Records from a collection
*** Block opens ***
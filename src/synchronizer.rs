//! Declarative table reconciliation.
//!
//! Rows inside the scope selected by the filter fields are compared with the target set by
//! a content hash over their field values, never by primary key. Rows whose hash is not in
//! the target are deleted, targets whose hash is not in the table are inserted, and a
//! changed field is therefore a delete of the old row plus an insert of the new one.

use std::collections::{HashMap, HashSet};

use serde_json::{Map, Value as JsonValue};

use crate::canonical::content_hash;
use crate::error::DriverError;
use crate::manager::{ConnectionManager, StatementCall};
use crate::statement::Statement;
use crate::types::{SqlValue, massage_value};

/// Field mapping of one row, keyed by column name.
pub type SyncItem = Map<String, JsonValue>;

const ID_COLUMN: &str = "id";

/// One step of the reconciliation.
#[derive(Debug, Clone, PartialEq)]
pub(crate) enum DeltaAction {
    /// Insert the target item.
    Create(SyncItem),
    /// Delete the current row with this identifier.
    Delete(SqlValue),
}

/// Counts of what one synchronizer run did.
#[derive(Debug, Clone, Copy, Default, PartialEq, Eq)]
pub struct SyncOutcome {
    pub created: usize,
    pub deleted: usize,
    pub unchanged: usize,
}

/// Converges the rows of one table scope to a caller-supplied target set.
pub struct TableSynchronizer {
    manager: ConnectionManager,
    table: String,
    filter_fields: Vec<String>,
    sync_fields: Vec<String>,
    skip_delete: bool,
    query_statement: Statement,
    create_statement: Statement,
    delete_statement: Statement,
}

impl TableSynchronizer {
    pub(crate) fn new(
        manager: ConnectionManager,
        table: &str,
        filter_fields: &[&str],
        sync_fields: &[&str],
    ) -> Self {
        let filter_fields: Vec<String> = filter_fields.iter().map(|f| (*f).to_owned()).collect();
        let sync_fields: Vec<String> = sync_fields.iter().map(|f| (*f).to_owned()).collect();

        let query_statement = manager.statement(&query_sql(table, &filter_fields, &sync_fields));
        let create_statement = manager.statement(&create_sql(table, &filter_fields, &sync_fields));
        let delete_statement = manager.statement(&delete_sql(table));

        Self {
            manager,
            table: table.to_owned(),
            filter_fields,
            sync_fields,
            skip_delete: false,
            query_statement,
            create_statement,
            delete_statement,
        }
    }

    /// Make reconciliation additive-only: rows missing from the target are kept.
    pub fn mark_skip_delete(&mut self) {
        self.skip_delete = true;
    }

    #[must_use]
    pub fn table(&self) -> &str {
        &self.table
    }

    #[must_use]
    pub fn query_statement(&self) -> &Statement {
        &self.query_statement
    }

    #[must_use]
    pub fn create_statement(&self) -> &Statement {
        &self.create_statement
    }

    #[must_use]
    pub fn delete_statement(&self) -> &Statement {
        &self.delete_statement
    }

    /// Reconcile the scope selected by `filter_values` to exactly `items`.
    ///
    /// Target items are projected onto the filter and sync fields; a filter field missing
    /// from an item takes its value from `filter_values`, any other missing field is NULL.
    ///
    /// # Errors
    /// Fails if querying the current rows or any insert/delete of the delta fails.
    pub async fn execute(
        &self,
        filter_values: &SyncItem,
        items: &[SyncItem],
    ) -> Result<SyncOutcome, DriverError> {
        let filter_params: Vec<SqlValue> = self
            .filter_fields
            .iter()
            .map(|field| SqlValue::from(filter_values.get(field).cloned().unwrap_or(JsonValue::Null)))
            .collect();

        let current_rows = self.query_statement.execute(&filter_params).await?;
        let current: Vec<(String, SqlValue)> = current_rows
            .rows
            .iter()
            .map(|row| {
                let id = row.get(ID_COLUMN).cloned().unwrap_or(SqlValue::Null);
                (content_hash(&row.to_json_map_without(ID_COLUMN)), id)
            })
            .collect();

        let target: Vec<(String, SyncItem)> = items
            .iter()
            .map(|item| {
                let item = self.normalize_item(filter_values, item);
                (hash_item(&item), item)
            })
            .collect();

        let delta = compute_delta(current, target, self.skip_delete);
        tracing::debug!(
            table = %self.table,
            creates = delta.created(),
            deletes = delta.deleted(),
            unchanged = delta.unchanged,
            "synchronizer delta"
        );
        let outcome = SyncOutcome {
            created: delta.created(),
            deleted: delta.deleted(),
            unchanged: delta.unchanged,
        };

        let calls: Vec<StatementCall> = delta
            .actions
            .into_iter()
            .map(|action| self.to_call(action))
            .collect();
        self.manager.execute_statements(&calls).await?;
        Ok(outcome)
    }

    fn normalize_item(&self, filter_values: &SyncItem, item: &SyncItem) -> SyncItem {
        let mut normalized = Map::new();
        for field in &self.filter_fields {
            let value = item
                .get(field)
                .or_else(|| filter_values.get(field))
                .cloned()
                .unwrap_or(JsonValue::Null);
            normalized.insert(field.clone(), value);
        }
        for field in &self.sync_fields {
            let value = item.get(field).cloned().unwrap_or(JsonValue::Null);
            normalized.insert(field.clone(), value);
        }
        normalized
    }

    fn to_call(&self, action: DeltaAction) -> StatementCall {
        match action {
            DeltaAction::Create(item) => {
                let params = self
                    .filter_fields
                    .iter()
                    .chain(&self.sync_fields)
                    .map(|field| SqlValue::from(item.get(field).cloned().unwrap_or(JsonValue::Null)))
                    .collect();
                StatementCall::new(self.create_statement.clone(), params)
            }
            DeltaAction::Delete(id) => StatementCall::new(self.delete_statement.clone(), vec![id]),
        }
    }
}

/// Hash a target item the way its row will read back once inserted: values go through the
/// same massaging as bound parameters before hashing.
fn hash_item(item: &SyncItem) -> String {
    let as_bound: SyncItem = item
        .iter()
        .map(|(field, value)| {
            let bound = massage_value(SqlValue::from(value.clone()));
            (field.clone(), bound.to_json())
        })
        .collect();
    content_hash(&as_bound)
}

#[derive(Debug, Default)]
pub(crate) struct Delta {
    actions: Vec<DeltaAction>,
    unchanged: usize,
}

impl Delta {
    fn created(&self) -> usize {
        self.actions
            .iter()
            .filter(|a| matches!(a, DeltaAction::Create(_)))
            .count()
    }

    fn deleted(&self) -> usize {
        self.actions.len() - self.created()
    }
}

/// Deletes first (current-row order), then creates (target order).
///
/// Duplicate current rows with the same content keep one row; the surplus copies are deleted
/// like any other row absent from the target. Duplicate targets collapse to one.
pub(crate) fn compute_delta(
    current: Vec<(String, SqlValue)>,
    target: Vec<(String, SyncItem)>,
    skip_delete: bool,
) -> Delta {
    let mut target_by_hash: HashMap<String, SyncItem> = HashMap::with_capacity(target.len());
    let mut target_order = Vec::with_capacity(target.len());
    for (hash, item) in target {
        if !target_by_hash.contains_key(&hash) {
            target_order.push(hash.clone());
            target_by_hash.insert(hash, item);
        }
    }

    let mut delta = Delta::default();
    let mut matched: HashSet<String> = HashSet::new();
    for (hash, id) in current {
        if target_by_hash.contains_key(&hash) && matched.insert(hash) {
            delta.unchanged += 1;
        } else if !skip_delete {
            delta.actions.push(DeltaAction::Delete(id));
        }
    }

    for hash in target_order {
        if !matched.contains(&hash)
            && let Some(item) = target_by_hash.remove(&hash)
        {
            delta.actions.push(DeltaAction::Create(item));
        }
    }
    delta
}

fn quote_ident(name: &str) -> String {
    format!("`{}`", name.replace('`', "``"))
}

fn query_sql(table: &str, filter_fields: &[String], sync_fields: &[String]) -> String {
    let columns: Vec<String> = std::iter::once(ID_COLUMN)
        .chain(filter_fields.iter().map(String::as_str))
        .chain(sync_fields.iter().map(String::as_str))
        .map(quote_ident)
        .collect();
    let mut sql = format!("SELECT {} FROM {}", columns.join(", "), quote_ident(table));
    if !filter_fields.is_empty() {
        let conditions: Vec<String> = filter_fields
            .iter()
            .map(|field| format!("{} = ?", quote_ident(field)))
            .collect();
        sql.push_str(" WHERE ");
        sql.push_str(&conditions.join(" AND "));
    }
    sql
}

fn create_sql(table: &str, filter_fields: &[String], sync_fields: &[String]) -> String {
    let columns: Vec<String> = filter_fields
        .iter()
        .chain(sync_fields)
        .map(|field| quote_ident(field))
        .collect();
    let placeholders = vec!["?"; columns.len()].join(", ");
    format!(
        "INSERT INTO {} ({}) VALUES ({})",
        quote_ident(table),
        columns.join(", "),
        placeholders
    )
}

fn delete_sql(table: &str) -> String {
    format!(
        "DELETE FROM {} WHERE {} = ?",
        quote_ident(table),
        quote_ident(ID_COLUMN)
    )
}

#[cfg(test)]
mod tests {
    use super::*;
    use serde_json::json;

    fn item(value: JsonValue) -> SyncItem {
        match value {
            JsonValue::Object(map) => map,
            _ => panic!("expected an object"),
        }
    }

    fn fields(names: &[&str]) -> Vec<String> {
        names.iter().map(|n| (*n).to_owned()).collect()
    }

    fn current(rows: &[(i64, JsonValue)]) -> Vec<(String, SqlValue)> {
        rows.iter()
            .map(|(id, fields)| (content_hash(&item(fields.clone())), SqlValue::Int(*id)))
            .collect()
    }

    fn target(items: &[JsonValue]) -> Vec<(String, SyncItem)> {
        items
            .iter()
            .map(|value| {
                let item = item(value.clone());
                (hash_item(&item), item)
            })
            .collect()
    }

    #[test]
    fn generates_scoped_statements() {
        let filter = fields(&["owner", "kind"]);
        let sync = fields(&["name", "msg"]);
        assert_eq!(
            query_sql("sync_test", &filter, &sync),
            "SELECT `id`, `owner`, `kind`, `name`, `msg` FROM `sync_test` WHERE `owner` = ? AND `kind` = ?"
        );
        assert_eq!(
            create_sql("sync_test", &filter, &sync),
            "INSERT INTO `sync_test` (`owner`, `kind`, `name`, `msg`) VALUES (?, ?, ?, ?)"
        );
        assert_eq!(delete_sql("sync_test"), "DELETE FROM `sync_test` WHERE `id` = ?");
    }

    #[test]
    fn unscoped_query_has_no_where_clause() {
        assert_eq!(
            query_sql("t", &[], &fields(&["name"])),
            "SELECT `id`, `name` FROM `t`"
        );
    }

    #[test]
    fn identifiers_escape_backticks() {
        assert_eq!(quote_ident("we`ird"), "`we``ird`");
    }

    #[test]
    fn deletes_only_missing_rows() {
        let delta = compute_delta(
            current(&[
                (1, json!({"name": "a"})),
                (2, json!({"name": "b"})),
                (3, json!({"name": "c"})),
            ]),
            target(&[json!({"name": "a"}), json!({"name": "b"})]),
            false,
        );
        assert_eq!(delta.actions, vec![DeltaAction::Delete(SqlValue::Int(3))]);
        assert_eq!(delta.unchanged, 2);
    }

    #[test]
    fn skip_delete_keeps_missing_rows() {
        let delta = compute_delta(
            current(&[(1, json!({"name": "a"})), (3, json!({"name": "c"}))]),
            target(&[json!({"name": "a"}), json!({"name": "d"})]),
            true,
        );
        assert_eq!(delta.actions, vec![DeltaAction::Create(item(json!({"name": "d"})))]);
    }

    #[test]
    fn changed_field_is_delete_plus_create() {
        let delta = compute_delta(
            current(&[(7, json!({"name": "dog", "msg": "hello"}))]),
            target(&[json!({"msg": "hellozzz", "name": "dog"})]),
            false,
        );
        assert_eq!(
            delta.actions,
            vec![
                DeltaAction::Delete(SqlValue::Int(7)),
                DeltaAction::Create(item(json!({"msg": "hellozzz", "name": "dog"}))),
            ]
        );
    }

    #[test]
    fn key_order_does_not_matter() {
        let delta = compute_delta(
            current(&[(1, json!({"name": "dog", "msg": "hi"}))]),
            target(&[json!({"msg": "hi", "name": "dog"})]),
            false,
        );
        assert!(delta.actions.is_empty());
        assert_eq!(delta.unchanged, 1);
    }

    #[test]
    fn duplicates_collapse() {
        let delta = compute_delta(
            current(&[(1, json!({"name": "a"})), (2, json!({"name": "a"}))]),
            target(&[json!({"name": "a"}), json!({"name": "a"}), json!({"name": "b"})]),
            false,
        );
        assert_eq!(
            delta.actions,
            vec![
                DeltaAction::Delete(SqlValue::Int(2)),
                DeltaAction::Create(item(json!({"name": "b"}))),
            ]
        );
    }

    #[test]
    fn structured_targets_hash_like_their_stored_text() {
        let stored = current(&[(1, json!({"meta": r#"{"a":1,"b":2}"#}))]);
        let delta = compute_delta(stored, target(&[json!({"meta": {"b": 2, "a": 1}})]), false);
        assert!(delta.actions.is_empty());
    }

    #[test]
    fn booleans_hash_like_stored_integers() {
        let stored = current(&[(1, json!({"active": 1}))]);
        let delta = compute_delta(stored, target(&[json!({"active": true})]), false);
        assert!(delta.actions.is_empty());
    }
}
*** Block closes ***
After locating the line holding "delta.actions.push(DeltaAction::Delete(id));" above, output exactly that line and every line after it through the line holding "let columns: Vec<String> = std::iter::once(ID_COLUMN)". Include nothing else.

**Expected output**
            delta.actions.push(DeltaAction::Delete(id));
        }
    }

    for hash in target_order {
        if !matched.contains(&hash)
            && let Some(item) = target_by_hash.remove(&hash)
        {
            delta.actions.push(DeltaAction::Create(item));
        }
    }
    delta
}

fn quote_ident(name: &str) -> String {
    format!("`{}`", name.replace('`', "``"))
}

fn query_sql(table: &str, filter_fields: &[String], sync_fields: &[String]) -> String {
    let columns: Vec<String> = std::iter::once(ID_COLUMN)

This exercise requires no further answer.